Das Gesetz zur Änderung des Ersten Gesetzes zur Überleitung von Lasten und Deckungsmitteln auf den Bund wird vorgeschlagen, um eine Pauschalabgeltung für Nettoaufwendungen der Länder für Zugewanderte in den Bereichen Sozialhilfe, Jugendhilfe und Krankenversorgung durch den Bund für die Jahre 1976 bis 1981 einzuführen.
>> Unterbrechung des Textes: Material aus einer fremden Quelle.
use async_trait::async_trait;
use redis::aio::ConnectionManager;
use std::sync::Arc;
use tokio::sync::Mutex;
use tracing::debug;
use uuid::Uuid;

use super::FeedbackCache;
use crate::error::{ReaderError, Result};
use crate::models::AnalyzedFeedback;

/// Shared Redis connection manager
pub type SharedRedis = Arc<Mutex<ConnectionManager>>;

/// Redis adapter for the analyzed-feedback cache.
///
/// Entries are JSON under `{prefix}:{feedback_id}` and written SET NX with
/// no TTL: the entity is immutable once analyzed, so an existing entry never
/// needs refreshing.
pub struct RedisFeedbackCache {
    redis: SharedRedis,
    key_prefix: String,
}

impl RedisFeedbackCache {
    pub fn new(redis: SharedRedis, key_prefix: impl Into<String>) -> Self {
        Self {
            redis,
            key_prefix: key_prefix.into(),
        }
    }

    fn key(&self, feedback_id: Uuid) -> String {
        format!("{}:{}", self.key_prefix, feedback_id)
    }
}

#[async_trait]
impl FeedbackCache for RedisFeedbackCache {
    async fn put(&self, feedback: &AnalyzedFeedback) -> Result<()> {
        let key = self.key(feedback.feedback_id);
        let json = serde_json::to_string(feedback)
            .map_err(|e| ReaderError::Internal(format!("cache serialization failed: {e}")))?;

        let mut conn = self.redis.lock().await;
        let _: Option<String> = redis::cmd("SET")
            .arg(&key)
            .arg(&json)
            .arg("NX")
            .query_async(&mut *conn)
            .await?;

        debug!(key = %key, "cache populate");
        Ok(())
    }

    async fn get(&self, feedback_id: Uuid) -> Result<Option<AnalyzedFeedback>> {
        let key = self.key(feedback_id);

        let mut conn = self.redis.lock().await;
        let cached: Option<String> = redis::cmd("GET")
            .arg(&key)
            .query_async(&mut *conn)
            .await?;

        match cached {
            Some(json) => {
                let feedback = serde_json::from_str(&json).map_err(|e| {
                    ReaderError::Internal(format!("cache deserialization failed: {e}"))
                })?;
                Ok(Some(feedback))
            }
            None => Ok(None),
        }
    }

    async fn invalidate(&self, feedback_id: Uuid) -> Result<()> {
        let key = self.key(feedback_id);

        let mut conn = self.redis.lock().await;
        let _: () = redis::cmd("DEL").arg(&key).query_async(&mut *conn).await?;

        debug!(key = %key, "cache invalidate");
        Ok(())
    }
}
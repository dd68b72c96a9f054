/// Configuration for the feedback reader service, loaded from environment
/// variables with development defaults.
use serde::{Deserialize, Serialize};

/// Main application configuration
#[derive(Debug, Clone, Serialize, Deserialize)]
pub struct Config {
    /// Application settings
    pub app: AppConfig,
    /// Database configuration
    pub database: DatabaseConfig,
    /// Cache (Redis) configuration
    pub cache: CacheConfig,
    /// Kafka consumer configuration
    pub kafka: KafkaConfig,
    /// Retry policy for durable-store writes
    pub retry: RetryConfig,
}

/// Application settings
#[derive(Debug, Clone, Serialize, Deserialize)]
pub struct AppConfig {
    /// Server host to bind to
    pub host: String,
    /// HTTP port (health, metrics)
    pub port: u16,
    /// gRPC port for the read path
    pub grpc_port: u16,
}

/// Database configuration
#[derive(Debug, Clone, Serialize, Deserialize)]
pub struct DatabaseConfig {
    /// Database URL
    pub url: String,
    /// Max connections in pool
    pub max_connections: u32,
}

/// Cache (Redis) configuration
#[derive(Debug, Clone, Serialize, Deserialize)]
pub struct CacheConfig {
    /// Redis URL
    pub url: String,
    /// Prefix for analyzed-feedback cache keys
    pub key_prefix: String,
}

/// Kafka consumer configuration
#[derive(Debug, Clone, Serialize, Deserialize)]
pub struct KafkaConfig {
    /// Kafka brokers (comma-separated)
    pub brokers: String,
    /// Consumer group ID
    pub group_id: String,
    /// Number of consumer workers sharing the group
    pub pool_size: usize,
}

/// Retry policy applied to the durable-store write
#[derive(Debug, Clone, Serialize, Deserialize)]
pub struct RetryConfig {
    /// Total attempts per message, including the first
    pub max_attempts: u32,
    /// Base delay between attempts, milliseconds
    pub base_delay_ms: u64,
}

impl Config {
    /// Load configuration from environment variables
    pub fn from_env() -> Self {
        Config {
            app: AppConfig {
                host: std::env::var("READER_SERVICE_HOST")
                    .unwrap_or_else(|_| "0.0.0.0".to_string()),
                port: std::env::var("READER_SERVICE_PORT")
                    .ok()
                    .and_then(|p| p.parse().ok())
                    .unwrap_or(8085),
                grpc_port: std::env::var("READER_SERVICE_GRPC_PORT")
                    .ok()
                    .and_then(|p| p.parse().ok())
                    .unwrap_or(9085),
            },
            database: DatabaseConfig {
                url: std::env::var("DATABASE_URL")
                    .unwrap_or_else(|_| "postgresql://localhost/feedback".to_string()),
                max_connections: std::env::var("DATABASE_MAX_CONNECTIONS")
                    .ok()
                    .and_then(|c| c.parse().ok())
                    .unwrap_or(10),
            },
            cache: CacheConfig {
                url: std::env::var("REDIS_URL")
                    .unwrap_or_else(|_| "redis://localhost:6379".to_string()),
                key_prefix: std::env::var("REDIS_FEEDBACK_KEY_PREFIX")
                    .unwrap_or_else(|_| "feedback:analyzed".to_string()),
            },
            kafka: KafkaConfig {
                brokers: std::env::var("KAFKA_BROKERS")
                    .unwrap_or_else(|_| "localhost:9092".to_string()),
                group_id: std::env::var("KAFKA_GROUP_ID")
                    .unwrap_or_else(|_| "feedback-reader".to_string()),
                pool_size: std::env::var("KAFKA_CONSUMER_POOL_SIZE")
                    .ok()
                    .and_then(|v| v.parse().ok())
                    .unwrap_or(30),
            },
            retry: RetryConfig {
                max_attempts: std::env::var("STORE_RETRY_ATTEMPTS")
                    .ok()
                    .and_then(|v| v.parse().ok())
                    .unwrap_or(3),
                base_delay_ms: std::env::var("STORE_RETRY_DELAY_MS")
                    .ok()
                    .and_then(|v| v.parse().ok())
                    .unwrap_or(300),
            },
        }
    }
}

impl RetryConfig {
    pub fn to_policy(&self) -> resilience::RetryConfig {
        resilience::RetryConfig {
            max_attempts: self.max_attempts,
            base_delay: std::time::Duration::from_millis(self.base_delay_ms),
        }
    }
}
//! Feedback reader service.
//!
//! Consumes analyzed feedback from Kafka into Postgres with a Redis
//! projection, and serves it back over gRPC with a cache-aside read path.

pub mod config;
pub mod consumer;
pub mod error;
pub mod grpc;
pub mod metrics;
pub mod models;
pub mod queries;
pub mod repository;
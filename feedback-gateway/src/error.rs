use actix_web::http::StatusCode;
use actix_web::{HttpResponse, ResponseError};
use serde::Serialize;
use thiserror::Error;

pub type Result<T> = std::result::Result<T, GatewayError>;

#[derive(Debug, Error)]
pub enum GatewayError {
    #[error("Validation error: {0}")]
    Validation(String),

    #[error("Not found: {0}")]
    NotFound(String),

    #[error("Kafka error: {0}")]
    Kafka(String),

    #[error("Reader service error: {0}")]
    Reader(String),

    #[error("Internal error: {0}")]
    Internal(String),
}

#[derive(Serialize)]
pub struct ErrorResponse {
    pub error: String,
    pub code: u16,
}

impl ResponseError for GatewayError {
    fn error_response(&self) -> HttpResponse {
        let code = self.status_code();
        HttpResponse::build(code).json(ErrorResponse {
            error: self.to_string(),
            code: code.as_u16(),
        })
    }

    fn status_code(&self) -> StatusCode {
        match self {
            GatewayError::NotFound(_) => StatusCode::NOT_FOUND,
            GatewayError::Validation(_) => StatusCode::BAD_REQUEST,
            _ => StatusCode::INTERNAL_SERVER_ERROR,
        }
    }
}

impl From<validator::ValidationErrors> for GatewayError {
    fn from(err: validator::ValidationErrors) -> Self {
        GatewayError::Validation(err.to_string())
    }
}

impl From<tonic::Status> for GatewayError {
    fn from(status: tonic::Status) -> Self {
        match status.code() {
            tonic::Code::NotFound => GatewayError::NotFound(status.message().to_string()),
            tonic::Code::InvalidArgument => {
                GatewayError::Validation(status.message().to_string())
            }
            _ => GatewayError::Reader(status.message().to_string()),
        }
    }
}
Die Initiative stammt von Bayern.
Betrifft dich das?
Direkt betroffen
- Ja, wenn du in den Jahren 1976 bis 1981 als Zugewanderter Sozialhilfe, Jugendhilfe oder Krankenversorgung in Anspruch genommen hast.
Indirekt betroffen
- Ja, wenn du in einer Landesbehörde arbeitest, die mit der Abrechnung von Sozialleistungen für Zugewanderte befasst ist.
Ziel des Vorhabens
Hierzu liegen im verfügbaren Material keine Angaben vor.
Was ändert sich konkret?
Was ändert sich?
Aktuelle Situation
Die Länder tragen die Nettoaufwendungen für Zugewanderte in den Bereichen Sozialhilfe, Jugendhilfe und Krankenversorgung für die Jahre 1976 bis 1981.
Geplant ist
Der Bund würde eine Pauschalabgeltung für diese Nettoaufwendungen der Länder für die genannten Jahre übernehmen.
Beispiel: Ein Land, das in den Jahren 1976 bis 1981 hohe Kosten für die Versorgung von Zugewanderten hatte, würde eine pauschale Erstattung durch den Bund erhalten.
Mögliche Folgen
- Durch die Pauschalabgeltung könnten die Länder finanziell entlastet werden, da der Bund die Kosten für die genannten Jahre übernimmt.
Zu beachten
- Die genaue Höhe der Pauschalabgeltung und die Verteilung der Mittel auf die Länder könnten von Bedeutung sein.
Offene Fragen
- Wie wird die Pauschalabgeltung berechnet und verteilt?
- Welche Auswirkungen hat die Regelung auf die aktuellen Haushalte der betroffenen Länder?